What Is Interpleader Law? Why Am I Being Sued In And Interpleader Lawsuit?
Written by Christopher J. Brochu
Interpleader lawsuits are fancy legal words with a straightforward explanation. Interpleader is a civil device that allows the life insurer to initiate a lawsuit against all known potential beneficiaries, naming each as a defendant, to compel two or more parties to litigate a life insurance dispute over life proceeds. In a case of multiple beneficiaries, life insurance companies may opt for an interpleader lawsuit or to pay a party it believes is entitled. There is a particular situation that a life insurance company wants to avoid, and therefore, decides to use an interpleader lawsuit. In some instances, life insurance companies file interpleader lawsuits as a tactic to avoid double liability. Filing an interpleader lawsuit relieves the life insurance company of liability and puts the burden on the court system to determine the owner of the life policy funds and laws eligible to the beneficiaries. Rather than taking the risk of payment of funds to the wrong individual, the life insurance company will file a lawsuit against all possible beneficiaries and submit the funds to the court, forcing the court to be responsible to determine, and then pay, the proper beneficiary(s).

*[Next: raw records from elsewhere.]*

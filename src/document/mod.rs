//! Document model: a closed set of item kinds decoded from WordprocessingML
//!
//! Every node of a document part is an [`Item`]. Kinds the model understands
//! (paragraphs, runs, text, hyperlinks, tables, rows, cells, drawings) get
//! their own variant; everything else is kept as [`Item::Raw`] and written
//! back untouched. Whitespace and comments between elements are raw items
//! too, which is what keeps `encode(decode(x)) == x`.

mod drawing;
mod paragraph;
mod run;
mod table;
mod values;

pub use drawing::Drawing;
pub use paragraph::{Hyperlink, Paragraph, ParagraphFacet, ParagraphParams};
pub use run::{Run, RunParams, Text};
pub use table::{Table, TableCell, TableRow};
pub use values::{Indentation, IntValue, SpacingValue, StringValue, TabStop, TabStops};

use crate::error::{DecodeError, EncodeError};
use crate::xml::{next_child, Child, RawXmlElement, RawXmlNode, XmlTag};
use quick_xml::{Reader, Writer};
use std::io::{BufRead, Write};

/// Discriminator for [`Item`] variants
#[derive(Clone, Copy, Debug, PartialEq, Eq, Hash)]
pub enum ItemKind {
    Paragraph,
    Run,
    Text,
    Hyperlink,
    Table,
    TableRow,
    TableCell,
    Drawing,
    Raw,
}

/// A node in the document tree
#[derive(Clone, Debug, PartialEq)]
pub enum Item {
    /// Paragraph (w:p)
    Paragraph(Paragraph),
    /// Run (w:r)
    Run(Run),
    /// Run text (w:t)
    Text(Text),
    /// Hyperlink (w:hyperlink)
    Hyperlink(Hyperlink),
    /// Table (w:tbl)
    Table(Table),
    /// Table row (w:tr)
    TableRow(TableRow),
    /// Table cell (w:tc)
    TableCell(TableCell),
    /// Drawing (w:drawing)
    Drawing(Drawing),
    /// Anything else, preserved verbatim
    Raw(RawXmlNode),
}

impl Item {
    /// Decode the element whose start tag was just read
    pub fn decode<R: BufRead>(reader: &mut Reader<R>, tag: XmlTag) -> Result<Self, DecodeError> {
        let local = tag.local_name().to_string();
        let item = match local.as_str() {
            Paragraph::TAG => Item::Paragraph(Paragraph::decode(reader, tag)?),
            Run::TAG => Item::Run(Run::decode(reader, tag)?),
            Text::TAG => Item::Text(Text::decode(reader, tag)?),
            Hyperlink::TAG => Item::Hyperlink(Hyperlink::decode(reader, tag)?),
            Table::TAG => Item::Table(Table::decode(reader, tag)?),
            TableRow::TAG => Item::TableRow(TableRow::decode(reader, tag)?),
            TableCell::TAG => Item::TableCell(TableCell::decode(reader, tag)?),
            Drawing::TAG => Item::Drawing(Drawing::decode(reader, tag)?),
            _ => Item::Raw(RawXmlNode::Element(RawXmlElement::decode(reader, tag)?)),
        };
        Ok(item)
    }

    /// Write this item (and its subtree) to XML
    pub fn encode<W: Write>(&self, writer: &mut Writer<W>) -> Result<(), EncodeError> {
        match self {
            Item::Paragraph(p) => p.encode(writer),
            Item::Run(r) => r.encode(writer),
            Item::Text(t) => t.encode(writer),
            Item::Hyperlink(h) => h.encode(writer),
            Item::Table(t) => t.encode(writer),
            Item::TableRow(r) => r.encode(writer),
            Item::TableCell(c) => c.encode(writer),
            Item::Drawing(d) => d.encode(writer),
            Item::Raw(node) => node.write_to(writer),
        }
    }

    /// Local element name of this item; empty for non-element raw nodes
    pub fn tag(&self) -> &str {
        match self {
            Item::Paragraph(_) => Paragraph::TAG,
            Item::Run(_) => Run::TAG,
            Item::Text(_) => Text::TAG,
            Item::Hyperlink(_) => Hyperlink::TAG,
            Item::Table(_) => Table::TAG,
            Item::TableRow(_) => TableRow::TAG,
            Item::TableCell(_) => TableCell::TAG,
            Item::Drawing(_) => Drawing::TAG,
            Item::Raw(node) => node.element_name().unwrap_or(""),
        }
    }

    pub fn kind(&self) -> ItemKind {
        match self {
            Item::Paragraph(_) => ItemKind::Paragraph,
            Item::Run(_) => ItemKind::Run,
            Item::Text(_) => ItemKind::Text,
            Item::Hyperlink(_) => ItemKind::Hyperlink,
            Item::Table(_) => ItemKind::Table,
            Item::TableRow(_) => ItemKind::TableRow,
            Item::TableCell(_) => ItemKind::TableCell,
            Item::Drawing(_) => ItemKind::Drawing,
            Item::Raw(_) => ItemKind::Raw,
        }
    }

    /// Text of all `w:t` descendants, in document order
    pub fn plain_text(&self) -> String {
        let mut out = String::new();
        self.collect_text(&mut out);
        out
    }

    pub(crate) fn collect_text(&self, out: &mut String) {
        match self {
            Item::Text(t) => out.push_str(&t.text()),
            _ => {
                for child in self.children() {
                    child.collect_text(out);
                }
            }
        }
    }

    /// Child items of container kinds; empty for leaves
    pub fn children(&self) -> &[Item] {
        match self {
            Item::Paragraph(p) => &p.children,
            Item::Run(r) => &r.children,
            Item::Hyperlink(h) => &h.children,
            Item::Table(t) => &t.children,
            Item::TableRow(r) => &r.children,
            Item::TableCell(c) => &c.children,
            Item::Text(_) | Item::Drawing(_) | Item::Raw(_) => &[],
        }
    }

    /// Mutable child list of container kinds
    pub fn children_mut(&mut self) -> Option<&mut Vec<Item>> {
        match self {
            Item::Paragraph(p) => Some(&mut p.children),
            Item::Run(r) => Some(&mut r.children),
            Item::Hyperlink(h) => Some(&mut h.children),
            Item::Table(t) => Some(&mut t.children),
            Item::TableRow(r) => Some(&mut r.children),
            Item::TableCell(c) => Some(&mut c.children),
            Item::Text(_) | Item::Drawing(_) | Item::Raw(_) => None,
        }
    }

    /// All paragraphs in this subtree (the item itself if it is one), in document order
    pub fn paragraphs(&self) -> Vec<&Paragraph> {
        let mut out = Vec::new();
        collect_paragraphs(std::slice::from_ref(self), &mut out);
        out
    }

    /// Mutable variant of [`Item::paragraphs`]
    pub fn paragraphs_mut(&mut self) -> Vec<&mut Paragraph> {
        let mut out = Vec::new();
        collect_paragraphs_mut(std::slice::from_mut(self), &mut out);
        out
    }

    pub fn as_paragraph(&self) -> Option<&Paragraph> {
        match self {
            Item::Paragraph(p) => Some(p),
            _ => None,
        }
    }

    pub fn as_table(&self) -> Option<&Table> {
        match self {
            Item::Table(t) => Some(t),
            _ => None,
        }
    }

    /// Whether this is whitespace-only character data between elements
    pub fn is_whitespace(&self) -> bool {
        matches!(self, Item::Raw(RawXmlNode::Text(t)) if t.trim().is_empty())
    }
}

impl From<Paragraph> for Item {
    fn from(p: Paragraph) -> Self {
        Item::Paragraph(p)
    }
}

impl From<Run> for Item {
    fn from(r: Run) -> Self {
        Item::Run(r)
    }
}

impl From<Table> for Item {
    fn from(t: Table) -> Self {
        Item::Table(t)
    }
}

fn collect_paragraphs<'a>(items: &'a [Item], out: &mut Vec<&'a Paragraph>) {
    for item in items {
        match item {
            Item::Paragraph(p) => out.push(p),
            other => collect_paragraphs(other.children(), out),
        }
    }
}

fn collect_paragraphs_mut<'a>(items: &'a mut [Item], out: &mut Vec<&'a mut Paragraph>) {
    for item in items {
        match item {
            Item::Paragraph(p) => out.push(p),
            other => {
                if let Some(children) = other.children_mut() {
                    collect_paragraphs_mut(children, out);
                }
            }
        }
    }
}

pub(crate) fn collect_texts_mut<'a>(items: &'a mut [Item], out: &mut Vec<&'a mut Text>) {
    for item in items {
        match item {
            Item::Text(t) => out.push(t),
            other => {
                if let Some(children) = other.children_mut() {
                    collect_texts_mut(children, out);
                }
            }
        }
    }
}

/// Decode container children up to the end of `tag`.
///
/// When `params` names a properties element (`pPr`, `rPr`), its first
/// occurrence is returned separately together with the number of children
/// that preceded it, so the encoder can put it back in the same place.
pub(crate) fn decode_container<R: BufRead>(
    reader: &mut Reader<R>,
    tag: &XmlTag,
    params: Option<&str>,
) -> Result<(Vec<Item>, Option<(usize, RawXmlElement)>), DecodeError> {
    let mut items = Vec::new();
    let mut found = None;
    if tag.self_closing {
        return Ok((items, found));
    }

    let mut buf = Vec::new();
    while let Some(child) = next_child(reader, &mut buf, &tag.name)? {
        match child {
            Child::Element(child_tag)
                if found.is_none() && Some(child_tag.local_name()) == params =>
            {
                let element = RawXmlElement::decode(reader, child_tag)?;
                found = Some((items.len(), element));
            }
            Child::Element(child_tag) => items.push(Item::decode(reader, child_tag)?),
            Child::Node(node) => items.push(Item::Raw(node)),
        }
    }

    Ok((items, found))
}

/// Write a container: start tag, children (with the params writer invoked at
/// `slot`), end tag. An element read as `<x/>` stays that way while empty.
pub(crate) fn encode_container<W: Write>(
    writer: &mut Writer<W>,
    tag: &XmlTag,
    children: &[Item],
    params: Option<(usize, &dyn Fn(&mut Writer<W>) -> Result<(), EncodeError>)>,
) -> Result<(), EncodeError> {
    if tag.self_closing && children.is_empty() && params.is_none() {
        return tag.write_start(writer, true);
    }

    tag.write_start(writer, false)?;
    for (index, child) in children.iter().enumerate() {
        if let Some((slot, write_params)) = params {
            if slot == index {
                write_params(writer)?;
            }
        }
        child.encode(writer)?;
    }
    if let Some((slot, write_params)) = params {
        if slot >= children.len() {
            write_params(writer)?;
        }
    }
    tag.write_end(writer)
}

#[cfg(test)]
mod tests {
    use super::*;
    use pretty_assertions::assert_eq;

    fn decode_one(xml: &str) -> Item {
        let mut reader = Reader::from_str(xml);
        let mut buf = Vec::new();
        let Some(Child::Element(tag)) = next_child(&mut reader, &mut buf, "").unwrap() else {
            panic!("expected an element");
        };
        Item::decode(&mut reader, tag).unwrap()
    }

    fn encode_one(item: &Item) -> String {
        let mut writer = Writer::new(Vec::new());
        item.encode(&mut writer).unwrap();
        String::from_utf8(writer.into_inner()).unwrap()
    }

    const TABLE: &str = concat!(
        r#"<w:tbl><w:tblPr><w:tblW w:w="0" w:type="auto"/></w:tblPr>"#,
        r#"<w:tblGrid><w:gridCol w:w="4675"/><w:gridCol w:w="4675"/></w:tblGrid>"#,
        r#"<w:tr w:rsidR="00A1"><w:tc><w:tcPr><w:tcW w:w="4675" w:type="dxa"/></w:tcPr>"#,
        r#"<w:p><w:r><w:t>a</w:t></w:r></w:p></w:tc>"#,
        r#"<w:tc><w:p><w:hyperlink r:id="rId4"><w:r><w:t>b</w:t></w:r></w:hyperlink></w:p></w:tc></w:tr>"#,
        r#"</w:tbl>"#
    );

    #[test]
    fn test_kinds_and_tags() {
        let table = decode_one(TABLE);
        assert_eq!(table.kind(), ItemKind::Table);
        assert_eq!(table.tag(), "tbl");

        let kinds: Vec<_> = table.children().iter().map(Item::kind).collect();
        assert_eq!(kinds, [ItemKind::Raw, ItemKind::Raw, ItemKind::TableRow]);
        assert_eq!(table.children()[0].tag(), "tblPr");

        let row = &table.children()[2];
        assert_eq!(row.children()[0].kind(), ItemKind::TableCell);
    }

    #[test]
    fn test_plain_text_in_order() {
        let table = decode_one(TABLE);
        assert_eq!(table.plain_text(), "ab");
        assert_eq!(table.paragraphs().len(), 2);
        assert_eq!(Item::Raw(RawXmlNode::Text(" ".into())).plain_text(), "");
    }

    #[test]
    fn test_roundtrip_table() {
        assert_eq!(encode_one(&decode_one(TABLE)), TABLE);
    }

    #[test]
    fn test_clone_is_independent() {
        let original = decode_one(TABLE);
        let mut copy = original.clone();

        for p in copy.paragraphs_mut() {
            p.replace_text_ranges(&[(0..1, "changed".to_string())]);
        }
        copy.children_mut().unwrap().remove(0);

        assert_eq!(copy.plain_text(), "changedchanged");
        assert_eq!(original.plain_text(), "ab");
        assert_eq!(encode_one(&original), TABLE);
    }

    #[test]
    fn test_unknown_element_is_raw() {
        let xml = r#"<w:sdt><w:sdtContent><w:p><w:r><w:t>x</w:t></w:r></w:p></w:sdtContent></w:sdt>"#;
        let item = decode_one(xml);
        assert_eq!(item.kind(), ItemKind::Raw);
        assert_eq!(item.tag(), "sdt");
        assert_eq!(encode_one(&item), xml);
    }
}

It may be crucial to have a life lawyer, in an interpleader case or interpleader dispute. There are many instances where an individual may not be able to represent themselves, including in the same manner of an experienced life lawyer. Some examples of why an interpleader lawsuit is filed:
- Beneficiary Designation Error: Where the is no designated beneficiary on file for the life policy, whether: failure to comply with the life insurance company beneficiary change rules; policy owner expressed intent to change beneficiaries on the policy and filled out the necessary documents but passed away before properly submitting the beneficiary forms to the life insurance company.
- Children from different Marriages: Children from different marriages that ended in divorce and the insured was required to keep those children on the same life insurance policy, may end up in an interpleader lawsuit.
- Divorce: The owner of the life policy, living spouse and ex-spouses make a claim for the policy proceeds. The owner of the policy never changed the beneficiary designation after their divorce and lives in a state that requires “Automatic revocation upon divorce” and the law determines who is entitled to proceeds.
- Same claim: The owner of the life policy specified that 100% percent of the proceeds go to a particular beneficiary and 100% to another life beneficiary. Both beneficiaries will need legal representation to litigate the interpleader dispute where percentages are unequal.
- Undue influence: The insured changed their beneficiary several days before their death. The timing of this meeting with another person raised suspicions of undue influence or there is reason to believe the mental capacity of the insured was low, causing a change to be made to their life policy.
It is important to have a lawyer representing you if you are involved in an interpleader lawsuit because the life insurance company has hired dedicated lawyers to protect its interests. If there are other parties involved, the other interpleader parties will likely hire a lawyer. Another reason to seek legal counsel is that life insurance companies will often seek legal fees and costs from the interpleader proceeds, and the life insurance attorneys’ drain funds even further from beneficiaries. Litigating an interpleader case alone is lawful, but it may seem like bringing a knife to a gun fight. When it comes to certain legal situations involving interpleader, you need an experienced lawyer in your corner that handles interpleader lawsuits. Brochu Law has handled interpleader lawsuits in several states and takes cases nationwide. The federal rules allow Brochu Law to litigate a case in federal court with special permission from the court. Hiring an experienced life insurance attorney may even prevent your claim from being depleted or undervalued by the life insurance company and will likely avoid other tricks and tactics.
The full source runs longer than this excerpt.